Kara Boltz
Hometown:
Butler, PA
Undergraduate Degree:
B.S. Biology; Georgia Tech
Research Synopsis
One function of telomeres is to differentiate chromosome ends from DNA double-strand breaks. Telomere deprotection can result in an inappropriate DNA damage response. This attempt to “repair” chromosome ends can result in end-to-end chromosome fusions or aberrant recombination events and eventually could lead to genomic instability. Paradoxically, some DNA repair proteins are required for normal telomere function. I am interested in understanding how these DNA repair proteins function at telomeres and how the CST (CTC1/STN1/TEN1) end-protection complex may regulate DNA damage proteins. One potential role for some of the DNA damage response proteins may be to ensure efficient replication of telomeres.
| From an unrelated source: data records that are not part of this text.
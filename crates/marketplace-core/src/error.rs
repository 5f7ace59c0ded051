//! # Error Types
//!
//! Domain-specific error types for marketplace-core.
//!
//! ## Error Hierarchy
//! ```text
//! marketplace-core errors (this file)
//! ├── CoreError        - General domain errors (cart limits, wrapped validation)
//! └── ValidationError  - Input validation failures
//!
//! marketplace-db errors (separate crate)
//! └── StoreError       - Database operation failures
//! ```
//!
//! Validation runs in the calling layer before anything touches the store;
//! the store itself only reports `StoreError`.

use thiserror::Error;

// =============================================================================
// Core Error
// =============================================================================

/// Core domain errors.
///
/// These represent business rule violations. They are caught by the
/// presentation layer and translated to user-facing messages.
#[derive(Debug, Error)]
pub enum CoreError {
    /// Cart has exceeded the maximum allowed number of distinct items.
    #[error("Cart cannot have more than {max} items")]
    CartTooLarge { max: usize },

    /// Requested quantity exceeds the per-item maximum.
    #[error("Quantity {requested} exceeds maximum allowed ({max})")]
    QuantityTooLarge { requested: i64, max: i64 },

    /// Validation error (wraps ValidationError).
    #[error("Validation error: {0}")]
    Validation(#[from] ValidationError),
}

// =============================================================================
// Validation Error
// =============================================================================

/// Input validation errors.
///
/// Raised when caller-supplied data fails a precondition, before any store
/// operation runs.
#[derive(Debug, Error)]
pub enum ValidationError {
    /// A required field is missing or empty.
    #[error("{field} is required")]
    Required { field: String },

    /// Field value is too long.
    #[error("{field} must be at most {max} characters")]
    TooLong { field: String, max: usize },

    /// Value must be strictly positive.
    #[error("{field} must be positive")]
    MustBePositive { field: String },

    /// Invalid format (e.g., malformed email).
    #[error("{field} has invalid format: {reason}")]
    InvalidFormat { field: String, reason: String },
}

// =============================================================================
// Result Type Alias
// =============================================================================

/// Convenience type alias for Results with CoreError.
pub type CoreResult<T> = Result<T, CoreError>;

// =============================================================================
// Unit Tests
// =============================================================================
Telomeres pose a challenge to the regular DNA replication machinery because they are repeat-rich and can contain structures such as G-quadruplexes and T-loops. DNA damage proteins and other telomere-specific replication proteins may localize to telomeres to resolve these problems. One consequence of slowed or stalled telomere replication is an increase in the amount of single-stranded telomeric DNA. Thus, I am also interested in whether the CST complex, which binds single-stranded telomeric DNA, plays a role in telomere replication.